- **HOW TO COMPLETE THIS TASK**: Write out the data exactly, every line included.

- **INFORMATION PROVIDED**:
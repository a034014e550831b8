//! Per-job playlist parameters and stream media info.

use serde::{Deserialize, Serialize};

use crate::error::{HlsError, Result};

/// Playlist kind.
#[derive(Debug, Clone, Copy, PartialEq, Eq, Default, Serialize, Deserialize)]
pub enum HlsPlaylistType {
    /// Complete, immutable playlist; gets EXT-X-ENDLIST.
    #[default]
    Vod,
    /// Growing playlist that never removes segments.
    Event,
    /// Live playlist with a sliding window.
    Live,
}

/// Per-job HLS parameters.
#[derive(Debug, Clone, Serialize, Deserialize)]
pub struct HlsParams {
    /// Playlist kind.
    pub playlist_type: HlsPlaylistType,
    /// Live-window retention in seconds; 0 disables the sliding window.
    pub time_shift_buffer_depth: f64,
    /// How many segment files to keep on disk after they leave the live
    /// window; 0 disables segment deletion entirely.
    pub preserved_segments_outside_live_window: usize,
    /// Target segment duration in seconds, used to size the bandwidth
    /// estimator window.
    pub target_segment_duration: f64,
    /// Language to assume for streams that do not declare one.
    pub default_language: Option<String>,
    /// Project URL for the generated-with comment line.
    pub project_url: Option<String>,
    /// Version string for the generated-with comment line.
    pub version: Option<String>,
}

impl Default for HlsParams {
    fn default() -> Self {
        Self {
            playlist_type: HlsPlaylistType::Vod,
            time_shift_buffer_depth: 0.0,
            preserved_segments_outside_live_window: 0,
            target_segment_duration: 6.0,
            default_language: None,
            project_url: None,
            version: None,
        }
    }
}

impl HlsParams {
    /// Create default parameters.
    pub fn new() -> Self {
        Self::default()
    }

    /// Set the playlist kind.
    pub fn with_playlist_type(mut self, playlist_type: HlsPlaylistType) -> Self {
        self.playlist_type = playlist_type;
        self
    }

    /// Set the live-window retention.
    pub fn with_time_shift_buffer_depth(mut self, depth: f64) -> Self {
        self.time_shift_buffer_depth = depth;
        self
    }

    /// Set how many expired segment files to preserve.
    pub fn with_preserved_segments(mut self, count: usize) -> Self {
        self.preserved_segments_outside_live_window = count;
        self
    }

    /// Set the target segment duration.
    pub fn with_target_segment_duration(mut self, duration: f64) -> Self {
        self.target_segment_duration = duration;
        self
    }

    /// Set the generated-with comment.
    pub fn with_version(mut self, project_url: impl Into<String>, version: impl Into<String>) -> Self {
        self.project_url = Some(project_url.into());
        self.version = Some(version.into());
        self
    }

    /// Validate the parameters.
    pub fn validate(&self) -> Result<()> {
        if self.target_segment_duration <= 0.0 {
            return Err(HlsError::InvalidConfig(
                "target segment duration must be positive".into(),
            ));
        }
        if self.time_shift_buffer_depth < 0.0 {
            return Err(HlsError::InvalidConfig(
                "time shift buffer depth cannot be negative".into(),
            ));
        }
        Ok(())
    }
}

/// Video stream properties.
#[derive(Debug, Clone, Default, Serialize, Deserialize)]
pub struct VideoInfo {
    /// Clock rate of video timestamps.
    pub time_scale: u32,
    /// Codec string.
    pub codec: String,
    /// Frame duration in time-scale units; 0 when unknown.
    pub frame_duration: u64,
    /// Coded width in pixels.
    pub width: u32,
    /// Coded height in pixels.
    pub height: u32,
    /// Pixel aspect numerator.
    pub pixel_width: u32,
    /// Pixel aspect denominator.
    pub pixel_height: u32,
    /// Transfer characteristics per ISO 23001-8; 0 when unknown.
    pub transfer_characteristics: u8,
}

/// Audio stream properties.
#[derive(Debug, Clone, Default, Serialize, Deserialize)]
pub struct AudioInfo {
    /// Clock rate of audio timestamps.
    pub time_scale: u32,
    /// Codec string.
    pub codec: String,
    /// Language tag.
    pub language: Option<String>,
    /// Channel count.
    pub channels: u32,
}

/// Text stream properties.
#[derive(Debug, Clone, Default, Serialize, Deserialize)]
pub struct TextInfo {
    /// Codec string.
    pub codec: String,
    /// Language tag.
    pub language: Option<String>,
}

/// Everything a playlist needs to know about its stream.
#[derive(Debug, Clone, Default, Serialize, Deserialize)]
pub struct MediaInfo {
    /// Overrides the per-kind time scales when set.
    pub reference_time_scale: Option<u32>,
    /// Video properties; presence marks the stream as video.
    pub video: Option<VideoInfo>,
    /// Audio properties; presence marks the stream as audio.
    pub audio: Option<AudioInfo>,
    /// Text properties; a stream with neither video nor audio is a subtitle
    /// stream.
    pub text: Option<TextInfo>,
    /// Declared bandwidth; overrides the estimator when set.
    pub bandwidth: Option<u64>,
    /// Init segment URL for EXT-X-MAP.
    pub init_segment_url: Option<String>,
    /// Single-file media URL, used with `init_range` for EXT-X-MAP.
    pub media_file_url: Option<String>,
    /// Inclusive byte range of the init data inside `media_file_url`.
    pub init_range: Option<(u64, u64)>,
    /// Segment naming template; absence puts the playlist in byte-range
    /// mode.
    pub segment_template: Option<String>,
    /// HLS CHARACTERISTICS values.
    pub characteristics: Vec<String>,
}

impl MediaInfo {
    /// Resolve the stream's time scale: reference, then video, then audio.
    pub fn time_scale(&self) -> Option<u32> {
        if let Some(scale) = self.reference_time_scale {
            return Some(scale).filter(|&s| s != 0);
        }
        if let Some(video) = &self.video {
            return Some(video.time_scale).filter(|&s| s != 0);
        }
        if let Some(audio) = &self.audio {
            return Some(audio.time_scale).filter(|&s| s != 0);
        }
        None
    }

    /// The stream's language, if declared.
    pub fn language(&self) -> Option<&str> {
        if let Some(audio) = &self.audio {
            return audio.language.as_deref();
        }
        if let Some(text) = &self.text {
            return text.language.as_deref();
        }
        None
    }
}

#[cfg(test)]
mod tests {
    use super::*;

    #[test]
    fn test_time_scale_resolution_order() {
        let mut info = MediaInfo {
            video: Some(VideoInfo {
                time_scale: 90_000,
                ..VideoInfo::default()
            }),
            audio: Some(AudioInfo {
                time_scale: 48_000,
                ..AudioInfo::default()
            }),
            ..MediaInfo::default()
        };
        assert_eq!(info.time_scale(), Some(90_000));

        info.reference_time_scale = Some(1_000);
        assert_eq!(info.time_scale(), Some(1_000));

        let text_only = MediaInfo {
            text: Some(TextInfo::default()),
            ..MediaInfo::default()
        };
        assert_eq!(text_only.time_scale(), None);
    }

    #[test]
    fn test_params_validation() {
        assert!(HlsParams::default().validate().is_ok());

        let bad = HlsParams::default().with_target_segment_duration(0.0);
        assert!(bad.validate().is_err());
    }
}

- **ANSWER SECTION**:
repository a034014e550831b8
//! Per-job playlist parameters and stream media info.

use serde::{Deserialize, Serialize};

use crate::error::{HlsError, Result};

/// Playlist kind.
#[derive(Debug, Clone, Copy, PartialEq, Eq, Default, Serialize, Deserialize)]
pub enum HlsPlaylistType {
    /// Complete, immutable playlist; gets EXT-X-ENDLIST.
    #[default]
    Vod,
    /// Growing playlist that never removes segments.
    Event,
    /// Live playlist with a sliding window.
    Live,
}

/// Per-job HLS parameters.
#[derive(Debug, Clone, Serialize, Deserialize)]
pub struct HlsParams {
    /// Playlist kind.
    pub playlist_type: HlsPlaylistType,
    /// Live-window retention in seconds; 0 disables the sliding window.
    pub time_shift_buffer_depth: f64,
    /// How many segment files to keep on disk after they leave the live
    /// window; 0 disables segment deletion entirely.
    pub preserved_segments_outside_live_window: usize,
    /// Target segment duration in seconds, used to size the bandwidth
    /// estimator window.
    pub target_segment_duration: f64,
    /// Language to assume for streams that do not declare one.
    pub default_language: Option<String>,
    /// Project URL for the generated-with comment line.
    pub project_url: Option<String>,
    /// Version string for the generated-with comment line.
    pub version: Option<String>,
}

impl Default for HlsParams {
    fn default() -> Self {
        Self {
            playlist_type: HlsPlaylistType::Vod,
            time_shift_buffer_depth: 0.0,
            preserved_segments_outside_live_window: 0,
            target_segment_duration: 6.0,
            default_language: None,
            project_url: None,
            version: None,
        }
    }
}

impl HlsParams {
    /// Create default parameters.
    pub fn new() -> Self {
        Self::default()
    }

    /// Set the playlist kind.
    pub fn with_playlist_type(mut self, playlist_type: HlsPlaylistType) -> Self {
        self.playlist_type = playlist_type;
        self
    }

    /// Set the live-window retention.
    pub fn with_time_shift_buffer_depth(mut self, depth: f64) -> Self {
        self.time_shift_buffer_depth = depth;
        self
    }

    /// Set how many expired segment files to preserve.
    pub fn with_preserved_segments(mut self, count: usize) -> Self {
        self.preserved_segments_outside_live_window = count;
        self
    }

    /// Set the target segment duration.
    pub fn with_target_segment_duration(mut self, duration: f64) -> Self {
        self.target_segment_duration = duration;
        self
    }

    /// Set the generated-with comment.
    pub fn with_version(mut self, project_url: impl Into<String>, version: impl Into<String>) -> Self {
        self.project_url = Some(project_url.into());
        self.version = Some(version.into());
        self
    }

    /// Validate the parameters.
    pub fn validate(&self) -> Result<()> {
        if self.target_segment_duration <= 0.0 {
            return Err(HlsError::InvalidConfig(
                "target segment duration must be positive".into(),
            ));
        }
        if self.time_shift_buffer_depth < 0.0 {
            return Err(HlsError::InvalidConfig(
                "time shift buffer depth cannot be negative".into(),
            ));
        }
        Ok(())
    }
}

/// Video stream properties.
#[derive(Debug, Clone, Default, Serialize, Deserialize)]
pub struct VideoInfo {
    /// Clock rate of video timestamps.
    pub time_scale: u32,
    /// Codec string.
    pub codec: String,
    /// Frame duration in time-scale units; 0 when unknown.
    pub frame_duration: u64,
    /// Coded width in pixels.
    pub width: u32,
    /// Coded height in pixels.
    pub height: u32,
    /// Pixel aspect numerator.
    pub pixel_width: u32,
    /// Pixel aspect denominator.
    pub pixel_height: u32,
    /// Transfer characteristics per ISO 23001-8; 0 when unknown.
    pub transfer_characteristics: u8,
}

/// Audio stream properties.
#[derive(Debug, Clone, Default, Serialize, Deserialize)]
pub struct AudioInfo {
    /// Clock rate of audio timestamps.
    pub time_scale: u32,
    /// Codec string.
    pub codec: String,
    /// Language tag.
    pub language: Option<String>,
    /// Channel count.
    pub channels: u32,
}

/// Text stream properties.
#[derive(Debug, Clone, Default, Serialize, Deserialize)]
pub struct TextInfo {
    /// Codec string.
    pub codec: String,
    /// Language tag.
    pub language: Option<String>,
}

/// Everything a playlist needs to know about its stream.
#[derive(Debug, Clone, Default, Serialize, Deserialize)]
pub struct MediaInfo {
    /// Overrides the per-kind time scales when set.
    pub reference_time_scale: Option<u32>,
    /// Video properties; presence marks the stream as video.
    pub video: Option<VideoInfo>,
    /// Audio properties; presence marks the stream as audio.
    pub audio: Option<AudioInfo>,
    /// Text properties; a stream with neither video nor audio is a subtitle
    /// stream.
    pub text: Option<TextInfo>,
    /// Declared bandwidth; overrides the estimator when set.
    pub bandwidth: Option<u64>,
    /// Init segment URL for EXT-X-MAP.
    pub init_segment_url: Option<String>,
    /// Single-file media URL, used with `init_range` for EXT-X-MAP.
    pub media_file_url: Option<String>,
    /// Inclusive byte range of the init data inside `media_file_url`.
    pub init_range: Option<(u64, u64)>,
    /// Segment naming template; absence puts the playlist in byte-range
    /// mode.
    pub segment_template: Option<String>,
    /// HLS CHARACTERISTICS values.
    pub characteristics: Vec<String>,
}

impl MediaInfo {
    /// Resolve the stream's time scale: reference, then video, then audio.
    pub fn time_scale(&self) -> Option<u32> {
        if let Some(scale) = self.reference_time_scale {
            return Some(scale).filter(|&s| s != 0);
        }
        if let Some(video) = &self.video {
            return Some(video.time_scale).filter(|&s| s != 0);
        }
        if let Some(audio) = &self.audio {
            return Some(audio.time_scale).filter(|&s| s != 0);
        }
        None
    }

    /// The stream's language, if declared.
    pub fn language(&self) -> Option<&str> {
        if let Some(audio) = &self.audio {
            return audio.language.as_deref();
        }
        if let Some(text) = &self.text {
            return text.language.as_deref();
        }
        None
    }
}

#[cfg(test)]
mod tests {
    use super::*;

    #[test]
    fn test_time_scale_resolution_order() {
        let mut info = MediaInfo {
            video: Some(VideoInfo {
                time_scale: 90_000,
                ..VideoInfo::default()
            }),
            audio: Some(AudioInfo {
                time_scale: 48_000,
                ..AudioInfo::default()
            }),
            ..MediaInfo::default()
        };
        assert_eq!(info.time_scale(), Some(90_000));

        info.reference_time_scale = Some(1_000);
        assert_eq!(info.time_scale(), Some(1_000));

        let text_only = MediaInfo {
            text: Some(TextInfo::default()),
            ..MediaInfo::default()
        };
        assert_eq!(text_only.time_scale(), None);
    }

    #[test]
    fn test_params_validation() {
        assert!(HlsParams::default().validate().is_ok());

        let bad = HlsParams::default().with_target_segment_duration(0.0);
        assert!(bad.validate().is_err());
    }
}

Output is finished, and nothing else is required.